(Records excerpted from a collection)
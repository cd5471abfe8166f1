//! RTP media header, per-stream counters and RTCP sender report

use std::time::{Duration, SystemTime, UNIX_EPOCH};

use bytes::{Buf, BufMut};

/// Serialized RTP header length
pub const RTP_HEADER_LEN: usize = 12;

/// RTP version 2, no padding, no extension, no CSRCs
pub const RTP_VERSION_FLAGS: u8 = 0x80;

/// Opus payload type
pub const RTP_PAYLOAD_TYPE: u8 = 0x78;

/// Samples per 20 ms Opus frame at 48 kHz
pub const SAMPLES_PER_FRAME: u32 = 960;

/// Opus clock rate
pub const SAMPLE_RATE: u32 = 48_000;

pub const FRAME_DURATION: Duration = Duration::from_millis(20);

/// Opus encoding of silence
pub const SILENCE_FRAME: [u8; 3] = [0xF8, 0xFF, 0xFE];

/// Silence frames sent after a stream ends
pub const TRAILING_SILENCE_FRAMES: usize = 5;

/// Serialized sender report length
pub const SENDER_REPORT_LEN: usize = 28;

const RTCP_SENDER_REPORT: u8 = 200;

/// Seconds between the NTP epoch (1900) and the unix epoch
const NTP_UNIX_OFFSET: u64 = 2_208_988_800;

/// Media header preceding every audio frame
#[derive(Debug, Clone, Copy, PartialEq, Eq)]
pub struct RtpHeader {
    pub sequence: u16,
    pub timestamp: u32,
    pub ssrc: u32,
}

impl RtpHeader {
    pub fn encode(&self) -> [u8; RTP_HEADER_LEN] {
        let mut out = [0u8; RTP_HEADER_LEN];
        let mut buf = &mut out[..];
        buf.put_u8(RTP_VERSION_FLAGS);
        buf.put_u8(RTP_PAYLOAD_TYPE);
        buf.put_u16(self.sequence);
        buf.put_u32(self.timestamp);
        buf.put_u32(self.ssrc);
        out
    }

    /// Parse the first twelve bytes of a packet
    pub fn decode(mut packet: &[u8]) -> Option<Self> {
        if packet.len() < RTP_HEADER_LEN || packet[0] & 0xC0 != RTP_VERSION_FLAGS {
            return None;
        }
        packet.advance(2);
        Some(Self {
            sequence: packet.get_u16(),
            timestamp: packet.get_u32(),
            ssrc: packet.get_u32(),
        })
    }
}

/// Per-stream sequence, timestamp and nonce counters
///
/// All three wrap at their bit width.
#[derive(Debug, Clone, Copy, Default, PartialEq, Eq)]
pub struct FrameCounters {
    pub sequence: u16,
    pub timestamp: u32,
    pub nonce: u32,
}

impl FrameCounters {
    pub fn new() -> Self {
        Self::default()
    }

    pub fn header(&self, ssrc: u32) -> RtpHeader {
        RtpHeader {
            sequence: self.sequence,
            timestamp: self.timestamp,
            ssrc,
        }
    }

    /// Move past one sent frame
    pub fn advance(&mut self) {
        self.sequence = self.sequence.wrapping_add(1);
        self.timestamp = self.timestamp.wrapping_add(SAMPLES_PER_FRAME);
        self.nonce = self.nonce.wrapping_add(1);
    }
}

/// RTCP sender report used as the UDP keepalive
#[derive(Debug, Clone, Copy, PartialEq, Eq)]
pub struct SenderReport {
    pub ssrc: u32,
    pub ntp_seconds: u32,
    pub ntp_fraction: u32,
    pub rtp_timestamp: u32,
    pub packet_count: u32,
    pub octet_count: u32,
}

impl SenderReport {
    /// Build a report stamped with `now`
    pub fn at(now: SystemTime, ssrc: u32, packet_count: u32, octet_count: u32) -> Self {
        let since_unix = now.duration_since(UNIX_EPOCH).unwrap_or_default();
        let ntp_seconds = low_u32(since_unix.as_secs() + NTP_UNIX_OFFSET);
        let ntp_fraction = low_u32((u64::from(since_unix.subsec_nanos()) << 32) / 1_000_000_000);
        // Wall clock in the 48 kHz media clock
        let millis = u64::try_from(since_unix.as_millis()).unwrap_or(u64::MAX);
        let rtp_timestamp = low_u32(millis.wrapping_mul(u64::from(SAMPLE_RATE / 1000)));

        Self {
            ssrc,
            ntp_seconds,
            ntp_fraction,
            rtp_timestamp,
            packet_count,
            octet_count,
        }
    }

    pub fn encode(&self) -> [u8; SENDER_REPORT_LEN] {
        let mut out = [0u8; SENDER_REPORT_LEN];
        let mut buf = &mut out[..];
        buf.put_u8(RTP_VERSION_FLAGS);
        buf.put_u8(RTCP_SENDER_REPORT);
        // Length in 32-bit words minus one
        buf.put_u16(6);
        buf.put_u32(self.ssrc);
        buf.put_u32(self.ntp_seconds);
        buf.put_u32(self.ntp_fraction);
        buf.put_u32(self.rtp_timestamp);
        buf.put_u32(self.packet_count);
        buf.put_u32(self.octet_count);
        out
    }
}

/// Low 32 bits; NTP seconds and the RTP clock both wrap at that width
fn low_u32(value: u64) -> u32 {
    u32::try_from(value & u64::from(u32::MAX)).unwrap_or(u32::MAX)
}
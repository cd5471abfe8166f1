//! Voice errors

use wirecord_common::{Classify, ErrorClass};
use wirecord_session::{GateError, TransportError};

use crate::crypto::CryptoError;

#[derive(Debug, thiserror::Error)]
pub enum VoiceError {
    #[error(transparent)]
    Transport(#[from] TransportError),

    #[error(transparent)]
    Crypto(#[from] CryptoError),

    #[error("voice connect timed out")]
    ConnectTimeout,

    #[error("voice resume was not confirmed in time")]
    ResumeTimeout,

    #[error("IP discovery timed out")]
    DiscoveryTimeout,

    #[error("voice session cancelled")]
    Cancelled,

    #[error("invalid {op} payload: {reason}")]
    InvalidPayload { op: &'static str, reason: String },

    #[error("no supported encryption mode offered: {0:?}")]
    NoSupportedMode(Vec<String>),

    #[error("voice session closed with terminal code {0}")]
    Terminal(u16),

    #[error("voice session not ready: {0}")]
    NotReady(&'static str),

    #[error("audio is already playing")]
    AlreadyPlaying,

    #[error("audio source failed: {0}")]
    Source(String),

    #[error("voice heartbeat was not acknowledged")]
    Zombied,
}

impl VoiceError {
    pub(crate) fn payload(op: &'static str, e: impl ToString) -> Self {
        Self::InvalidPayload {
            op,
            reason: e.to_string(),
        }
    }

    /// Map a readiness gate failure onto a timeout error
    pub(crate) fn from_gate(e: GateError, timeout: Self) -> Self {
        match e {
            GateError::Timeout => timeout,
            GateError::Cancelled => Self::Cancelled,
        }
    }
}

impl Classify for VoiceError {
    fn class(&self) -> ErrorClass {
        match self {
            Self::Transport(e) => e.class(),
            Self::Crypto(_) | Self::InvalidPayload { .. } | Self::NoSupportedMode(_) => ErrorClass::Protocol,
            Self::ConnectTimeout | Self::ResumeTimeout | Self::DiscoveryTimeout => ErrorClass::HandshakeTimeout,
            Self::Zombied => ErrorClass::Transport,
            Self::Terminal(_) | Self::Cancelled => ErrorClass::Terminal,
            Self::NotReady(_) | Self::AlreadyPlaying => ErrorClass::Protocol,
            Self::Source(_) => ErrorClass::External,
        }
    }
}
impl std::fmt::Display for ValueSource {
    fn fmt(&self, f: &mut std::fmt::Formatter<'_>) -> std::fmt::Result {
        match self {
            ValueSource::Local => write!(f, "local"),
            ValueSource::Parent(1) => write!(f, "parent"),
            ValueSource::Parent(level) => write!(f, "parent:{}", level),
            ValueSource::Default => write!(f, "default"),
        }
    }
}

/// A resolved value with its source.
#[derive(Debug, Clone, PartialEq)]
pub struct Resolved<T> {
    /// The resolved value
    pub value: T,
    /// Where the value came from
    pub source: ValueSource,
}

impl<T> Resolved<T> {
    pub fn new(value: T, source: ValueSource) -> Self {
        Self { value, source }
    }
}

/// Typed view over a preference document with parent fallback.
pub struct PreferenceProxy<'a> {
    schema: &'a PreferenceSchema,
    document: &'a RefCell<Document>,
    parent: Option<Box<PreferenceProxy<'a>>>,
}

impl<'a> PreferenceProxy<'a> {
    /// Create a proxy with no parent.
    pub fn new(schema: &'a PreferenceSchema, document: &'a RefCell<Document>) -> Self {
        Self {
            schema,
            document,
            parent: None,
        }
    }

    /// Fall back to `parent` for keys this document does not set.
    ///
    /// The child takes the parent view itself; the parent's document stays
    /// borrowed from its owner, so other views over it remain live. The parent
    /// must be declared against the same schema, and the resulting chain may
    /// not exceed [`MAX_INHERITANCE_DEPTH`].
    pub fn with_parent(mut self, parent: PreferenceProxy<'a>) -> Result<Self> {
        if !same_schema(self.schema, parent.schema) {
            return Err(Error::SchemaMismatch {
                child: self.schema.name().to_string(),
                parent: parent.schema.name().to_string(),
            });
        }
        let depth = parent.depth() + 1;
        if depth > MAX_INHERITANCE_DEPTH {
            return Err(Error::InheritanceTooDeep(MAX_INHERITANCE_DEPTH));
        }
        self.parent = Some(Box::new(parent));
        Ok(self)
    }

    pub fn schema(&self) -> &'a PreferenceSchema {
        self.schema
    }

    /// The borrowed document backing this proxy.
    pub fn document(&self) -> &'a RefCell<Document> {
        self.document
    }

    pub fn parent(&self) -> Option<&PreferenceProxy<'a>> {
        self.parent.as_deref()
    }

    /// Number of parents above this proxy.
    pub fn depth(&self) -> usize {
        self.parent.as_ref().map_or(0, |p| p.depth() + 1)
    }

    /// Resolved value of `key`: local, then parent, then default.
    pub fn get(&self, key: &str) -> Result<Value> {
        Ok(self.resolve(key)?.value)
    }

    /// Resolved value of `key` along with where it came from.
    pub fn resolve(&self, key: &str) -> Result<Resolved<Value>> {
        let pref = self.schema.require(key)?;
        self.lookup(pref, 0)
    }

    fn lookup(&self, pref: &Pref, level: usize) -> Result<Resolved<Value>> {
        if let Some(value) = self.read()?.get(pref.key()) {
            let source = if level == 0 {
                ValueSource::Local
            } else {
                ValueSource::Parent(level)
            };
            return Ok(Resolved::new(value.clone(), source));
        }
        match &self.parent {
            Some(parent) => parent.lookup(pref, level + 1),
            None => Ok(Resolved::new(
                pref.default_value().clone(),
                ValueSource::Default,
            )),
        }
    }

    /// Coerce, validate and store `value` as a local override.
    pub fn set(&self, key: &str, value: impl Into<Value>) -> Result<()> {
        let pref = self.schema.require(key)?;
        let coerced = coerce_and_validate(&value.into(), pref)?;
        tracing::trace!(schema = %self.schema.name(), key, value = %coerced, "set preference");
        self.write()?.insert(key, coerced);
        Ok(())
    }

    /// Set several keys at once. Nothing is written unless every pair is valid.
    pub fn update(&self, values: &Map<String, Value>) -> Result<()> {
        let mut coerced = Vec::with_capacity(values.len());
        for (key, value) in values {
            let pref = self.schema.require(key)?;
            coerced.push((key.clone(), coerce_and_validate(value, pref)?));
        }
        let mut doc = self.write()?;
        for (key, value) in coerced {
            doc.insert(key, value);
        }
        Ok(())
    }

    /// Drop the local override so the value is inherited again.
    pub fn reset(&self, key: &str) -> Result<()> {
        self.schema.require(key)?;
        if self.write()?.remove(key).is_some() {
            tracing::trace!(schema = %self.schema.name(), key, "reset preference");
        }
        Ok(())
    }

    /// True if `key` has no local override.
    pub fn is_inherited(&self, key: &str) -> Result<bool> {
        self.schema.require(key)?;
        Ok(!self.read()?.contains_key(key))
    }

    /// Copy of the local overrides only.
    pub fn to_dict(&self) -> Result<Document> {
        Ok(self.read()?.clone())
    }

    /// Every schema key with its resolved value, in declaration order.
    pub fn to_full_dict(&self) -> Result<Map<String, Value>> {
        let mut result = Map::new();
        for pref in self.schema.preferences() {
            result.insert(pref.key().to_string(), self.lookup(pref, 0)?.value);
        }
        Ok(result)
    }

    fn read(&self) -> Result<Ref<'a, Document>> {
        self.document.try_borrow().map_err(|_| Error::DocumentBusy)
    }

    fn write(&self) -> Result<RefMut<'a, Document>> {
        self.document.try_borrow_mut().map_err(|_| Error::DocumentBusy)
    }
}

impl std::fmt::Debug for PreferenceProxy<'_> {
    fn fmt(&self, f: &mut std::fmt::Formatter<'_>) -> std::fmt::Result {
        write!(f, "<PreferenceProxy({})", self.schema.name())?;
        match self.document.try_borrow() {
            Ok(doc) => write!(f, " {}>", Value::Object(doc.as_map().clone())),
            Err(_) => write!(f, " <busy>>"),
        }
    }
}

fn same_schema(a: &PreferenceSchema, b: &PreferenceSchema) -> bool {
    std::ptr::eq(a, b) || a == b
}
//! Preference schemas: named groups of typed descriptors.
//!
//! A schema is declared once per domain object type and is immutable after
//! [`SchemaBuilder::build`]:
//!
//! ```
//! use serial_preferences::{Pref, PreferenceSchema};
//!
//! let schema = PreferenceSchema::builder("BusinessPreferences")
//!     .group("Fuel", "Fuel Settings", |g| {
//!         g.add("prepay_enabled", Pref::boolean().with_default(true))
//!             .add("max_prepay_amount", Pref::integer().with_default(15000).with_ge(0))
//!     })
//!     .build()
//!     .unwrap();
//!
//! assert_eq!(schema.groups()[0].key(), "fuel");
//! assert_eq!(schema.get("prepay_enabled").unwrap().group_key(), "fuel");
//! ```
//!
//! Group keys are derived from the declared group name (`FuelSettings` becomes
//! `fuel_settings`). Preference keys must be unique across the whole schema.

pub mod kdl;
mod pref;

pub use pref::{Choice, Pref, ValueKind};

use crate::validators::coerce_and_validate;
use crate::{Error, Result};
use std::collections::HashMap;

/// A labeled, ordered collection of preferences.
#[derive(Debug, Clone, PartialEq)]
pub struct PreferenceGroup {
    key: String,
    name: String,
    label: String,
    prefs: Vec<Pref>,
}

impl PreferenceGroup {
    /// Group key derived from the declared name.
    pub fn key(&self) -> &str {
        &self.key
    }

    /// The name the group was declared with.
    pub fn name(&self) -> &str {
        &self.name
    }

    pub fn label(&self) -> &str {
        &self.label
    }

    /// Preferences in declaration order.
    pub fn preferences(&self) -> &[Pref] {
        &self.prefs
    }
}

/// A complete preference schema for one domain object type.
#[derive(Debug, Clone, PartialEq)]
pub struct PreferenceSchema {
    name: String,
    groups: Vec<PreferenceGroup>,
    /// key -> (group index, preference index)
    index: HashMap<String, (usize, usize)>,
}

impl PreferenceSchema {
    /// Start declaring a schema.
    pub fn builder(name: impl Into<String>) -> SchemaBuilder {
        SchemaBuilder::new(name)
    }

    pub fn name(&self) -> &str {
        &self.name
    }

    /// Groups in declaration order.
    pub fn groups(&self) -> &[PreferenceGroup] {
        &self.groups
    }

    /// Look up a group by its derived key.
    pub fn group(&self, key: &str) -> Option<&PreferenceGroup> {
        self.groups.iter().find(|g| g.key == key)
    }

    /// Look up a preference by key.
    pub fn get(&self, key: &str) -> Option<&Pref> {
        self.index
            .get(key)
            .map(|&(group, pref)| &self.groups[group].prefs[pref])
    }

    /// Look up a preference by key, failing with [`Error::UnknownPreference`].
    pub fn require(&self, key: &str) -> Result<&Pref> {
        self.get(key)
            .ok_or_else(|| Error::UnknownPreference(key.to_string()))
    }

    pub fn contains(&self, key: &str) -> bool {
        self.index.contains_key(key)
    }

    /// All preferences, group by group, in declaration order.
    pub fn preferences(&self) -> impl Iterator<Item = &Pref> {
        self.groups.iter().flat_map(|g| g.prefs.iter())
    }

    /// All preference keys in declaration order.
    pub fn keys(&self) -> impl Iterator<Item = &str> {
        self.preferences().map(Pref::key)
    }

    pub fn len(&self) -> usize {
        self.index.len()
    }

    pub fn is_empty(&self) -> bool {
        self.index.is_empty()
    }
}

/// Collects the preferences of one group during declaration.
#[derive(Debug, Default)]
pub struct GroupBuilder {
    prefs: Vec<(String, Pref)>,
}

impl GroupBuilder {
    /// Add a preference under `key`.
    pub fn add(mut self, key: impl Into<String>, pref: Pref) -> Self {
        self.prefs.push((key.into(), pref));
        self
    }
}

/// Declarative schema builder. Errors are reported by [`SchemaBuilder::build`].
#[derive(Debug)]
pub struct SchemaBuilder {
    name: String,
    groups: Vec<(String, String, Vec<(String, Pref)>)>,
}

impl SchemaBuilder {
    pub fn new(name: impl Into<String>) -> Self {
        Self {
            name: name.into(),
            groups: Vec::new(),
        }
    }

    /// Declare a group. `name` is converted to the group key; `label` is for display.
    pub fn group<F>(mut self, name: impl Into<String>, label: impl Into<String>, declare: F) -> Self
    where
        F: FnOnce(GroupBuilder) -> GroupBuilder,
    {
        let group = declare(GroupBuilder::default());
        self.groups.push((name.into(), label.into(), group.prefs));
        self
    }

    /// Register every declared group and produce the immutable schema.
    pub fn build(self) -> Result<PreferenceSchema> {
        let mut groups: Vec<PreferenceGroup> = Vec::with_capacity(self.groups.len());
        let mut index: HashMap<String, (usize, usize)> = HashMap::new();

        for (group_idx, (name, label, prefs)) in self.groups.into_iter().enumerate() {
            let group_key = to_snake(&name);
            if group_key.is_empty() {
                return Err(Error::SchemaConfiguration(format!(
                    "schema '{}' declares a group with an empty name",
                    self.name
                )));
            }
            if let Some(existing) = groups.iter().find(|g| g.key == group_key) {
                return Err(Error::SchemaConfiguration(format!(
                    "groups '{}' and '{}' both map to key '{}'",
                    existing.name, name, group_key
                )));
            }

            let mut registered = Vec::with_capacity(prefs.len());
            for (pref_idx, (key, mut pref)) in prefs.into_iter().enumerate() {
                if key.is_empty() {
                    return Err(Error::SchemaConfiguration(format!(
                        "group '{}' declares a preference with an empty key",
                        group_key
                    )));
                }
                if let Some(&(other, _)) = index.get(&key) {
                    let other_key = if other == group_idx {
                        group_key.as_str()
                    } else {
                        groups[other].key.as_str()
                    };
                    return Err(Error::SchemaConfiguration(format!(
                        "duplicate preference key '{}' in groups '{}' and '{}'",
                        key, other_key, group_key
                    )));
                }

                pref.stamp(&key, &group_key);
                check_bounds(&pref)?;
                if !pref.default_value().is_null() {
                    let default = coerce_and_validate(pref.default_value(), &pref).map_err(|e| {
                        Error::SchemaConfiguration(format!("invalid default for '{}': {}", key, e))
                    })?;
                    pref.set_default(default);
                }

                index.insert(key, (group_idx, pref_idx));
                registered.push(pref);
            }

            tracing::debug!(
                schema = %self.name,
                group = %group_key,
                preferences = registered.len(),
                "registered preference group"
            );
            groups.push(PreferenceGroup {
                key: group_key,
                name,
                label,
                prefs: registered,
            });
        }

        Ok(PreferenceSchema {
            name: self.name,
            groups,
            index,
        })
    }
}

/// Bounds must be numbers, and only numeric kinds may declare them.
fn check_bounds(pref: &Pref) -> Result<()> {
    for (name, bound) in [("ge", pref.ge()), ("le", pref.le())] {
        let Some(bound) = bound else { continue };
        if !bound.is_number() {
            return Err(Error::SchemaConfiguration(format!(
                "'{}' bound for '{}' must be a number, got {}",
                name,
                pref.key(),
                bound
            )));
        }
        if !pref.kind().is_numeric() {
            return Err(Error::SchemaConfiguration(format!(
                "'{}' bound on '{}' requires a numeric kind, not {}",
                name,
                pref.key(),
                pref.kind()
            )));
        }
    }
    Ok(())
}

/// Convert a CamelCase group name to snake_case.
///
/// Every uppercase letter after the first character starts a new word.
pub fn to_snake(name: &str) -> String {
    let mut result = String::with_capacity(name.len() + 4);
    for (i, ch) in name.chars().enumerate() {
        if ch.is_uppercase() && i > 0 {
            result.push('_');
        }
        result.extend(ch.to_lowercase());
    }
    result
}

● **ABOUT THIS EXERCISE**: Would you reproduce, word for word, the lines from the one holding "if ch.is_uppercase() &&" through the final line of the entries, both included?

● **OUTPUT OF THE TASK**:
        if ch.is_uppercase() && i > 0 {
            result.push('_');
        }
        result.extend(ch.to_lowercase());
    }
    result
}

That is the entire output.